> [Instructions to follow]
Count how many lines of the material contain the string "impl", then give that number and nothing more.

> [Exercise data]
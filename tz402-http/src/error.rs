//! Error types for the HTTP layer and the payment retry flow.

use std::time::Duration;

use serde::ser::SerializeStruct;
use serde::{Serialize, Serializer};
use serde_json::{Value, json};
use tz402::amount::AmountError;
use tz402::timestamp::UnixTimestamp;
use tz402::{Mutez, PaymentRequirement};
use tz402_tezos::LedgerError;

use crate::client::PaymentSummary;

/// Errors that can occur during HTTP header encoding/decoding.
#[derive(Debug, thiserror::Error)]
pub enum HttpError {
    /// JSON serialization/deserialization failed.
    #[error("JSON error: {0}")]
    Serialize(#[from] serde_json::Error),

    /// Base64 decoding failed.
    #[error("Base64 decode error: {0}")]
    Base64(#[from] base64::DecodeError),
}

/// Terminal failure of one fetch-pay-retry call.
///
/// Every variant maps to a stable [`kind`](FlowError::kind) the caller can
/// branch on. Serializes as `{ "kind", "message", "context" }`.
#[derive(Debug, thiserror::Error)]
#[non_exhaustive]
pub enum FlowError {
    /// The caller's payment limit is not a valid amount.
    #[error("invalid payment limit: {0}")]
    InvalidPaymentLimit(#[source] AmountError),

    /// The initial request failed at the transport level or timed out.
    #[error("request to {url} failed: {reason}")]
    Fetch {
        /// Requested URL.
        url: String,
        /// Transport error text.
        reason: String,
        /// Timeout that elapsed, if this was a timeout.
        timeout: Option<Duration>,
    },

    /// The 402 response carried no usable payment requirement.
    #[error("402 response carried no usable payment requirement")]
    UnparsablePaymentRequirement {
        /// Raw response body, for diagnosis.
        raw_body: String,
    },

    /// The requirement targets a network other than Tezos.
    #[error("unsupported network {:?}: only Tezos networks can be paid", requirement.network)]
    UnsupportedNetwork {
        /// The rejected requirement.
        requirement: Box<PaymentRequirement>,
    },

    /// The required amount is above the caller's limit.
    #[error("payment of {required} mutez exceeds the limit of {limit} mutez")]
    PaymentLimitExceeded {
        /// Amount asked by the server.
        required: Mutez,
        /// Caller's limit, converted to mutez.
        limit: Mutez,
        /// The rejected requirement.
        requirement: Box<PaymentRequirement>,
    },

    /// The requirement asks for a currency other than XTZ.
    #[error("unsupported asset {:?}: only XTZ payments are handled", requirement.asset)]
    UnsupportedAsset {
        /// The rejected requirement.
        requirement: Box<PaymentRequirement>,
    },

    /// The requirement's expiry has passed.
    #[error("payment requirement expired at {expiry} (now {now})")]
    PaymentExpired {
        /// Expiry stated by the server.
        expiry: UnixTimestamp,
        /// Time of the check.
        now: UnixTimestamp,
        /// The rejected requirement.
        requirement: Box<PaymentRequirement>,
    },

    /// The recipient is not a Tezos address.
    #[error("invalid recipient address {:?}", requirement.pay_to)]
    InvalidAddress {
        /// The rejected requirement.
        requirement: Box<PaymentRequirement>,
    },

    /// The wallet's balance could not be read.
    #[error("could not read wallet balance: {cause}")]
    BalanceCheckFailed {
        /// Underlying ledger error.
        #[source]
        cause: LedgerError,
        /// The requirement being paid.
        requirement: Box<PaymentRequirement>,
    },

    /// The wallet cannot cover the amount plus the fee reserve.
    #[error("insufficient balance: have {balance} mutez, need {needed} mutez including fee reserve")]
    InsufficientBalance {
        /// Current spendable balance.
        balance: Mutez,
        /// Amount plus fee reserve.
        needed: Mutez,
        /// The requirement being paid.
        requirement: Box<PaymentRequirement>,
    },

    /// Submitting or confirming the transfer failed.
    #[error("payment failed: {cause}")]
    PaymentExecutionFailed {
        /// Underlying ledger error.
        #[source]
        cause: LedgerError,
        /// The requirement being paid.
        requirement: Box<PaymentRequirement>,
    },

    /// Funds moved, but the retried request could not be completed.
    #[error("paid (operation {}) but the retried request failed: {reason}", summary.op_hash)]
    PaymentMadeRetryFailed {
        /// The committed payment.
        summary: Box<PaymentSummary>,
        /// Transport error text.
        reason: String,
    },
}

impl FlowError {
    /// Machine-readable error kind.
    #[must_use]
    pub const fn kind(&self) -> &'static str {
        match self {
            Self::InvalidPaymentLimit(_) => "InvalidPaymentLimit",
            Self::Fetch { timeout: Some(_), .. } => "TimeoutError",
            Self::Fetch { .. } => "FetchError",
            Self::UnparsablePaymentRequirement { .. } => "UnparsablePaymentRequirement",
            Self::UnsupportedNetwork { .. } => "UnsupportedNetwork",
            Self::PaymentLimitExceeded { .. } => "PaymentLimitExceeded",
            Self::UnsupportedAsset { .. } => "UnsupportedAsset",
            Self::PaymentExpired { .. } => "PaymentExpired",
            Self::InvalidAddress { .. } => "InvalidAddress",
            Self::BalanceCheckFailed { .. } => "BalanceCheckFailed",
            Self::InsufficientBalance { .. } => "InsufficientBalance",
            Self::PaymentExecutionFailed { .. } => "PaymentExecutionFailed",
            Self::PaymentMadeRetryFailed { .. } => "PaymentMadeRetryFailed",
        }
    }

    /// Returns `true` if funds left the wallet before the failure.
    #[must_use]
    pub const fn funds_moved(&self) -> bool {
        matches!(self, Self::PaymentMadeRetryFailed { .. })
    }

    /// The requirement the failure refers to, when one was parsed.
    #[must_use]
    pub fn requirement(&self) -> Option<&PaymentRequirement> {
        match self {
            Self::UnsupportedNetwork { requirement }
            | Self::PaymentLimitExceeded { requirement, .. }
            | Self::UnsupportedAsset { requirement }
            | Self::PaymentExpired { requirement, .. }
            | Self::InvalidAddress { requirement }
            | Self::BalanceCheckFailed { requirement, .. }
            | Self::InsufficientBalance { requirement, .. }
            | Self::PaymentExecutionFailed { requirement, .. } => Some(requirement),
            _ => None,
        }
    }

    /// Structured context attached to the serialized error.
    #[must_use]
    pub fn context(&self) -> Value {
        let mut context = match self {
            Self::Fetch { url, timeout, .. } => json!({
                "url": url,
                "timeoutSecs": timeout.map(|t| t.as_secs()),
            }),
            Self::UnparsablePaymentRequirement { raw_body } => json!({ "rawBody": raw_body }),
            Self::PaymentLimitExceeded { required, limit, .. } => json!({
                "required": required,
                "limit": limit,
            }),
            Self::PaymentExpired { expiry, now, .. } => json!({ "expiry": expiry, "now": now }),
            Self::InsufficientBalance { balance, needed, .. } => json!({
                "balance": balance,
                "needed": needed,
            }),
            Self::PaymentMadeRetryFailed { summary, .. } => json!({
                "payment": summary,
                "opHash": summary.op_hash,
            }),
            _ => json!({}),
        };
        if let (Some(requirement), Some(map)) = (self.requirement(), context.as_object_mut()) {
            map.insert(
                "requirement".to_owned(),
                serde_json::to_value(requirement).unwrap_or(Value::Null),
            );
        }
        context
    }
}

impl Serialize for FlowError {
    fn serialize<S: Serializer>(&self, serializer: S) -> Result<S::Ok, S::Error> {
        let mut state = serializer.serialize_struct("FlowError", 3)?;
        state.serialize_field("kind", self.kind())?;
        state.serialize_field("message", &self.to_string())?;
        state.serialize_field("context", &self.context())?;
        state.end()
    }
}

#[cfg(test)]
mod tests {
    use super::*;

    fn requirement() -> PaymentRequirement {
        serde_json::from_value(json!({
            "network": "tezos-test",
            "maxAmountRequired": "100000",
            "payTo": "tz1KqTpEZ7Yob7QbPE4Hy4Wo8fHG8LhKxZSx",
            "asset": "XTZ",
        }))
        .unwrap()
    }

    #[test]
    fn test_serialized_shape() {
        let err = FlowError::PaymentLimitExceeded {
            required: Mutez::new(100_000),
            limit: Mutez::new(50_000),
            requirement: Box::new(requirement()),
        };
        let value = serde_json::to_value(&err).unwrap();
        assert_eq!(value["kind"], "PaymentLimitExceeded");
        assert_eq!(value["context"]["required"], "100000");
        assert_eq!(value["context"]["limit"], "50000");
        assert_eq!(value["context"]["requirement"]["payTo"], "tz1KqTpEZ7Yob7QbPE4Hy4Wo8fHG8LhKxZSx");
        assert!(value["message"].as_str().unwrap().contains("exceeds"));
    }

    #[test]
    fn test_timeout_kind() {
        let err = FlowError::Fetch {
            url: "http://x".into(),
            reason: "timed out".into(),
            timeout: Some(Duration::from_secs(30)),
        };
        assert_eq!(err.kind(), "TimeoutError");
        assert!(!err.funds_moved());
    }
}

> [Result of this exercise]
2